Your Billing Process
(Scroll to bottom for problem-solving contacts.)- Billing claims are usually submitted by Electronic Data Transfer (EDT) to your local MOHLTC Claims Services Branch.
- Cut-off for submissions is the 18th of each month or next business day if it falls on the weekend (claims received after the 18th may also be processed and included in the same Remittance Advice, not necessarily in the same month)
- Providers must submit claims within 6 months of the date of service (claims submitted beyond this time frame are considered stale-dated and will be rejected to the Error Report)
- If you feel a complicated claim is going to require further documentation, make sure to submit/fax it on the same day as the EDT. Be sure to make a paper trail and get confirmation that they received it. Email confirmation is preferred, but if you call, make note of the time, date and contact person in a journal.
- Cases with multiple procedure codes and duplicate billings are automatically forwarded to a Claims Assessor (other criteria such as billing history may also be used) and will likely be rejected; you'll only be asked to be resubmit the claim with the manual documentation. Save time and delay, and do it the first time!

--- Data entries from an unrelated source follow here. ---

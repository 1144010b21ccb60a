//! Version completion table and ignore-set membership tests.

use livedev_core::{complete_version, parse_version, IgnoreSet};
use rstest::rstest;
use std::fs;
use tempfile::TempDir;

// ---------------------------------------------------------------------------
// complete_version
// ---------------------------------------------------------------------------

#[rstest]
#[case("12", "12.0.0")]
#[case("12.3", "12.3.0")]
#[case("12.3.1", "12.3.1")]
#[case("12.3.1.2", "12.3.1.2")]
#[case("beta", "beta.0.0")]
fn complete_version_fills_missing_components(#[case] input: &str, #[case] expected: &str) {
    assert_eq!(complete_version(input), expected);
}

#[test]
fn highest_preferences_dir_wins_numerically_not_by_string() {
    let mut names = vec!["Live 12.10.0", "Live 12.9", "Live 12.0.1"];
    names.sort_by_key(|name| parse_version(name).expect("version"));
    assert_eq!(names.last(), Some(&"Live 12.10.0"));
}

// ---------------------------------------------------------------------------
// IgnoreSet
// ---------------------------------------------------------------------------

#[rstest]
#[case("*.log", "Log.log", true)]
#[case("*.log", "nested/dir/debug.log", true)]
#[case("build/", "build/out.py", true)]
#[case("/setup.cfg", "setup.cfg", true)]
#[case("/setup.cfg", "nested/setup.cfg", false)]
#[case("*.log", "surface.py", false)]
fn pattern_membership(#[case] pattern: &str, #[case] path: &str, #[case] ignored: bool) {
    let dir = TempDir::new().expect("tempdir");
    let set = IgnoreSet::from_patterns(dir.path(), [pattern]).expect("build");
    assert_eq!(set.ignores(path), ignored, "pattern {pattern} vs {path}");
}

#[test]
fn missing_ignore_file_still_ignores_vcs_dir() {
    let dir = TempDir::new().expect("tempdir");
    let set = IgnoreSet::load(dir.path()).expect("load");
    assert!(set.ignores(".git/HEAD"));
    assert!(!set.ignores("__init__.py"));
}

#[test]
fn negated_pattern_from_ignore_file_is_respected() {
    let dir = TempDir::new().expect("tempdir");
    fs::write(dir.path().join(".gitignore"), "*.json\n!manifest.json\n").expect("write");
    let set = IgnoreSet::load(dir.path()).expect("load");
    assert!(set.ignores("cache.json"));
    assert!(!set.ignores("manifest.json"));
}
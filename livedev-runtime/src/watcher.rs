//! Change detection on top of a watchman subscription.
//!
//! [`ChangeWatcher::next_batch`] is a lazy sequence of change batches: each
//! call reads notifications until one contains at least one record the
//! [`IgnoreSet`] does not ignore, and yields that batch exactly once.

use std::path::Path;

use livedev_core::IgnoreSet;
use serde_json::json;
use tokio::io::{AsyncRead, AsyncWrite};

use crate::error::WatchmanError;
use crate::watchman::{ChangeRecord, SubscriptionQuery, WatchmanClient};

/// Subscription name registered with watchman.
pub const SUBSCRIPTION_NAME: &str = "livedev";

/// Capabilities the watcher cannot work without.
pub const REQUIRED_CAPABILITIES: &[&str] = &["relative_root"];

/// Fields requested for every changed file.
pub const FIELDS: &[&str] = &["name", "size", "mtime_ms", "exists", "type"];

/// Records delivered together in one notification.
#[derive(Debug, Clone, PartialEq, Eq)]
pub struct ChangeBatch {
    pub records: Vec<ChangeRecord>,
    /// True for the initial result set sent right after subscribing.
    pub fresh_instance: bool,
}

/// Whether a batch contains anything worth a sync cycle.
pub fn is_relevant(ignore: &IgnoreSet, records: &[ChangeRecord]) -> bool {
    records.iter().any(|record| !ignore.ignores(&record.name))
}

/// Query matching every file with a period in its name.
pub fn subscription_query(relative_root: Option<&Path>) -> SubscriptionQuery {
    SubscriptionQuery {
        expression: json!(["allof", ["match", "*.*"]]),
        fields: FIELDS.iter().map(|f| f.to_string()).collect(),
        relative_root: relative_root.map(Path::to_path_buf),
    }
}

pub struct ChangeWatcher<S> {
    client: WatchmanClient<S>,
    ignore: IgnoreSet,
}

impl<S> ChangeWatcher<S>
where
    S: AsyncRead + AsyncWrite + Unpin,
{
    /// Negotiate capabilities, watch `dir` and subscribe to its changes.
    ///
    /// Every failure here is fatal to the caller.
    pub async fn start(
        mut client: WatchmanClient<S>,
        dir: &Path,
        ignore: IgnoreSet,
    ) -> Result<Self, WatchmanError> {
        let version = client.capability_check(REQUIRED_CAPABILITIES).await?;
        tracing::debug!(%version, "watchman capabilities confirmed");

        let watch = client.watch_project(dir).await?;
        if let Some(warning) = &watch.warning {
            tracing::warn!(%warning, "watchman warning");
        }

        let query = subscription_query(watch.relative_path.as_deref());
        client
            .subscribe(&watch.watch, SUBSCRIPTION_NAME, &query)
            .await?;
        tracing::info!(
            root = %watch.watch.display(),
            relative_root = ?watch.relative_path,
            "watching for changes",
        );

        Ok(Self { client, ignore })
    }

    /// Next batch with at least one non-ignored record.
    ///
    /// Returns `None` when the subscription is canceled or the connection
    /// closes.
    pub async fn next_batch(&mut self) -> Result<Option<ChangeBatch>, WatchmanError> {
        loop {
            let Some(pdu) = self.client.next_subscription().await? else {
                return Ok(None);
            };
            if pdu.subscription != SUBSCRIPTION_NAME {
                continue;
            }
            if pdu.canceled {
                tracing::warn!("watchman canceled the subscription");
                return Ok(None);
            }
            if !is_relevant(&self.ignore, &pdu.files) {
                tracing::debug!(files = pdu.files.len(), "discarding ignored change batch");
                continue;
            }
            return Ok(Some(ChangeBatch {
                records: pdu.files,
                fresh_instance: pdu.is_fresh_instance,
            }));
        }
    }
}
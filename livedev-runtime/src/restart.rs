use std::ffi::OsString;
use std::path::Path;
use std::process::{Command, Stdio};

use crate::error::{io_err, RuntimeError};

/// Generate the AppleScript that quits (if running) and relaunches `app_name`,
/// optionally opening a Live set once the application is back up.
pub fn restart_script(app_name: &str, live_set: Option<&Path>) -> String {
    let open_set = match live_set {
        Some(set) => format!(
            "\n  open file POSIX file \"{}\"\n",
            escape(&set.to_string_lossy())
        ),
        None => String::new(),
    };

    format!(
        r#"tell application "{app}"
  if its running then
    quit

    repeat while its running
      delay 0.5
    end repeat
  end if

  activate

  repeat while not its running
    delay 0.5
  end repeat
{open_set}end tell
"#,
        app = escape(app_name),
        open_set = open_set,
    )
}

fn escape(value: &str) -> String {
    value.replace('\\', "\\\\").replace('"', "\\\"")
}

/// Runs restart scripts through `osascript`.
#[derive(Debug, Clone)]
pub struct Restarter {
    program: OsString,
}

impl Restarter {
    pub fn new(program: impl Into<OsString>) -> Self {
        Self {
            program: program.into(),
        }
    }

    pub fn osascript() -> Self {
        Self::new("osascript")
    }

    /// Restart `app_name` and wait for the script to finish.
    pub fn restart(&self, app_name: &str, live_set: Option<&Path>) -> Result<(), RuntimeError> {
        let script = restart_script(app_name, live_set);
        tracing::debug!(app = %app_name, live_set = ?live_set, "running restart script");

        let output = Command::new(&self.program)
            .arg("-e")
            .arg(&script)
            .stdin(Stdio::null())
            .output()
            .map_err(|e| io_err(Path::new(&self.program), e))?;

        if !output.status.success() {
            let stderr = String::from_utf8_lossy(&output.stderr).trim().to_string();
            return Err(RuntimeError::Restart(format!(
                "{} exited with {}: {}",
                self.program.to_string_lossy(),
                output.status,
                stderr
            )));
        }
        Ok(())
    }
}

impl Default for Restarter {
    fn default() -> Self {
        Self::osascript()
    }
}

/// Restarting Live relies on AppleScript.
#[cfg(target_os = "macos")]
pub fn ensure_macos() -> Result<(), RuntimeError> {
    Ok(())
}

#[cfg(not(target_os = "macos"))]
pub fn ensure_macos() -> Result<(), RuntimeError> {
    Err(RuntimeError::Unsupported(
        "restarting Ableton Live is only supported on macOS".to_string(),
    ))
}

- Majority of billings are initially assessed through a computer
- Approximately 80% of billings are immediately approved and paid out
- Approximately 20% of billings are not system assessed and are forwarded to Claims Assessors for assessment
- Paid claims will appear on the Remittance Advice (RA)

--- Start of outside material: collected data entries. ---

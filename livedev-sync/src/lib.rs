//! # livedev-sync
//!
//! Mirrors the working directory into Live's remote-scripts directory.
//!
//! Copying is delegated to `rsync -r`; this crate only builds the invocation
//! and turns its exit status into a [`MirrorReport`] or a [`SyncError`].

pub mod error;
pub mod mirror;

pub use error::SyncError;
pub use mirror::{Mirror, MirrorReport};
//! Installation discovery.
//!
//! Mirrors the glob `/Applications/Ableton Live *`: list the install root and
//! keep entries whose name starts with [`INSTALL_PREFIX`]. Exactly one match is
//! required unless the caller supplies an explicit path.

use std::fs;
use std::io::ErrorKind;
use std::path::{Path, PathBuf};

use livedev_core::{InstallationPath, ScriptName};

use crate::error::{io_err, LocateError};
use crate::paths::{self, INSTALL_PREFIX, REMOTE_SCRIPTS_SUBPATH};

/// Roots consulted during discovery.
///
/// [`Locator::system`] uses the real locations; tests build one with
/// [`Locator::new`] pointing at temporary directories.
#[derive(Debug, Clone)]
pub struct Locator {
    install_root: PathBuf,
    preferences_root: PathBuf,
}

impl Locator {
    pub fn new(install_root: impl Into<PathBuf>, preferences_root: impl Into<PathBuf>) -> Self {
        Self {
            install_root: install_root.into(),
            preferences_root: preferences_root.into(),
        }
    }

    /// Locator for the current user (`/Applications`, `~/Library/Preferences/Ableton`).
    pub fn system() -> Result<Self, LocateError> {
        let home = dirs::home_dir().ok_or(LocateError::HomeNotFound)?;
        Ok(Self::for_home(&home))
    }

    pub fn for_home(home: &Path) -> Self {
        Self::new(paths::install_root(), paths::preferences_root(home))
    }

    pub fn install_root(&self) -> &Path {
        &self.install_root
    }

    pub fn preferences_root(&self) -> &Path {
        &self.preferences_root
    }

    /// Resolve the Live installation.
    ///
    /// An override is trusted verbatim, without an existence check.
    pub fn locate_installation(
        &self,
        override_path: Option<&Path>,
    ) -> Result<InstallationPath, LocateError> {
        if let Some(path) = override_path {
            tracing::debug!(path = %path.display(), "using Live path override");
            return Ok(InstallationPath::from(path));
        }

        let mut candidates = entries_with_prefix(&self.install_root, INSTALL_PREFIX)?;
        match candidates.len() {
            0 => Err(LocateError::InstallationNotFound {
                root: self.install_root.clone(),
            }),
            1 => {
                let path = candidates.remove(0);
                tracing::debug!(path = %path.display(), "discovered Live installation");
                Ok(InstallationPath::from(path))
            }
            _ => Err(LocateError::AmbiguousInstallation { candidates }),
        }
    }
}

/// `<installation>/Contents/App-Resources/MIDI Remote Scripts/<script_name>`
pub fn plugin_destination(installation: &InstallationPath, script_name: &ScriptName) -> PathBuf {
    installation
        .as_path()
        .join(REMOTE_SCRIPTS_SUBPATH)
        .join(script_name.as_str())
}

/// Sorted entries of `dir` whose file name starts with `prefix`.
///
/// A missing `dir` yields no entries rather than an error, matching how a
/// glob over a non-existent directory behaves.
pub(crate) fn entries_with_prefix(dir: &Path, prefix: &str) -> Result<Vec<PathBuf>, LocateError> {
    let entries = match fs::read_dir(dir) {
        Ok(entries) => entries,
        Err(err) if err.kind() == ErrorKind::NotFound => return Ok(Vec::new()),
        Err(err) => return Err(io_err(dir, err)),
    };

    let mut matches = Vec::new();
    for entry in entries {
        let entry = entry.map_err(|e| io_err(dir, e))?;
        if entry.file_name().to_string_lossy().starts_with(prefix) {
            matches.push(entry.path());
        }
    }
    matches.sort();
    Ok(matches)
}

- Unpaid/rejected claims will appear onthe Claims Error Report or the Remittance Advice with an explanatory code
- Rejected claims appearing on the Claims Error Report MUST BE RESUBMITTED, as they are deleted from the system
- IMPORTANT NOTE: Inquiries regarding overpaid or underpaid claims on the Remittance Advice must be made in writing using the Remittance Advice Inquiry Form. Do not resubmit the claim.
- Claims under review by a Claims Assessor may require further documentation by the physician.

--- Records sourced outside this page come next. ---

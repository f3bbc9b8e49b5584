//! File natives. Failures are reported as `null` / `false`, never errors.

use std::fs::{self, OpenOptions};
use std::io::Write;

use super::str_arg;
use crate::errors::EvalResult;
use crate::value::Value;

/// File contents, or null when the file cannot be read.
pub(super) fn read_file(args: &[Value]) -> EvalResult {
    let Some(path) = str_arg(args, 0) else {
        return Ok(Value::Null);
    };
    match fs::read(path) {
        Ok(bytes) => Ok(Value::String(String::from_utf8_lossy(&bytes).into_owned())),
        Err(err) => {
            tracing::debug!(path, %err, "readFile failed");
            Ok(Value::Null)
        }
    }
}

pub(super) fn write_file(args: &[Value]) -> EvalResult {
    let (Some(path), Some(contents)) = (str_arg(args, 0), str_arg(args, 1)) else {
        return Ok(Value::Bool(false));
    };
    Ok(Value::Bool(fs::write(path, contents).is_ok()))
}

pub(super) fn append_file(args: &[Value]) -> EvalResult {
    let (Some(path), Some(contents)) = (str_arg(args, 0), str_arg(args, 1)) else {
        return Ok(Value::Bool(false));
    };
    let written = OpenOptions::new()
        .create(true)
        .append(true)
        .open(path)
        .and_then(|mut file| file.write_all(contents.as_bytes()));
    Ok(Value::Bool(written.is_ok()))
}
//! RAII scope guard for the interpreter's environment.
//!
//! [`ScopedInterpreter`] pops the scope it pushed when dropped, on every
//! exit path: normal completion, `?` propagation, or unwinding. It derefs to
//! the interpreter, so code inside the scope uses it like `self`.

use std::ops::{Deref, DerefMut};

use super::Interpreter;
use crate::errors::EvalError;
use crate::value::Value;

pub struct ScopedInterpreter<'guard> {
    interpreter: &'guard mut Interpreter,
}

impl Drop for ScopedInterpreter<'_> {
    fn drop(&mut self) {
        self.interpreter.env.pop_scope();
    }
}

impl Deref for ScopedInterpreter<'_> {
    type Target = Interpreter;

    fn deref(&self) -> &Self::Target {
        self.interpreter
    }
}

impl DerefMut for ScopedInterpreter<'_> {
    fn deref_mut(&mut self) -> &mut Self::Target {
        self.interpreter
    }
}

impl Interpreter {
    /// Push a scope that is popped when the guard drops.
    ///
    /// Fails with a scope-overflow error at the depth limit.
    pub fn scoped(&mut self) -> Result<ScopedInterpreter<'_>, EvalError> {
        self.env.push_scope()?;
        Ok(ScopedInterpreter { interpreter: self })
    }

    pub(crate) fn with_env_scope<T, F>(&mut self, f: F) -> Result<T, EvalError>
    where
        F: FnOnce(&mut ScopedInterpreter<'_>) -> Result<T, EvalError>,
    {
        let mut scoped = self.scoped()?;
        f(&mut scoped)
    }

    /// Run `f` in a new scope holding one binding (loop variables).
    pub(crate) fn with_binding<T, F>(&mut self, name: &str, value: Value, f: F) -> Result<T, EvalError>
    where
        F: FnOnce(&mut ScopedInterpreter<'_>) -> Result<T, EvalError>,
    {
        self.with_env_scope(|scoped| {
            scoped.env.define(name, value);
            f(scoped)
        })
    }
}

- Fax this documentation to the Ministry office where the physician claims services are performed. Ensure that your billing number is clearly labeled at the top of EACH PAGE of your documentation being faxed. ALSO, remember to flag the claim using your billing software to indicate to the Ministry that special attention is required for that particular claim. Phone/email your local Ministry office if uncertain.
- Once these manual documents are received, your claim is then escalated to an Assessment Officer for further review.
- If the claim and documentation is still too complex or convoluted, it will be further escalated to a Medical Advisor. Once it's been assessed this time, it will appear on the provider's monthly Remittance Advice (RA) either as full, partial or denied payment.
- If the claim has been partially paid or completely denied, the surgeon/provider may appeal this by completing what is called a Remittance Advice Inquiry (RAI) (form#1). This needs to be accompanied with a letter, a note and any other additional documentation which may be of benefit.
- NOTE: Questions to the Medical Advisor should be IN WRITING ONLY. KEEP ALL CORRESPONDENCE for future reference.
- If this additional letter/document supports your appealed claim, then the claim will be adjusted.
- If the Assessment Officer or Medical Advisor stand by their initial rejection, then a response will be sent to the provider/surgeon with an explanation.
- If the surgeon still does not agree, you can appeal one final time with another Remittance Advice Inquiry (RAI) (form#2). This must be accompanied with a formal letter. At this point, it will be escalated a final time to be reviewed/discussed by a panel of three Medical Advisors. All 3 must be in agreement on the assessment. If one of the three advisors does not agree, then the provider's claim is adjusted automatically by default.
- Time Frame: As a rule, it should take about 1 month for each stage - 3 months maximum for the entire process IF you've been diligent in submitting all documentation promptly.
- Stale Billing: This refers to a claim which was not submitted correctly within 6 months of the performance of the procedure. It pertains only to the initial billing and the first response to the Claims Assessor. (After the first response to the Claims Assessor, the 6 month stale billing rule should no longer apply and payment should be made out beyond the 6 months by default, as long as you've complied to their requests in a timely manner.)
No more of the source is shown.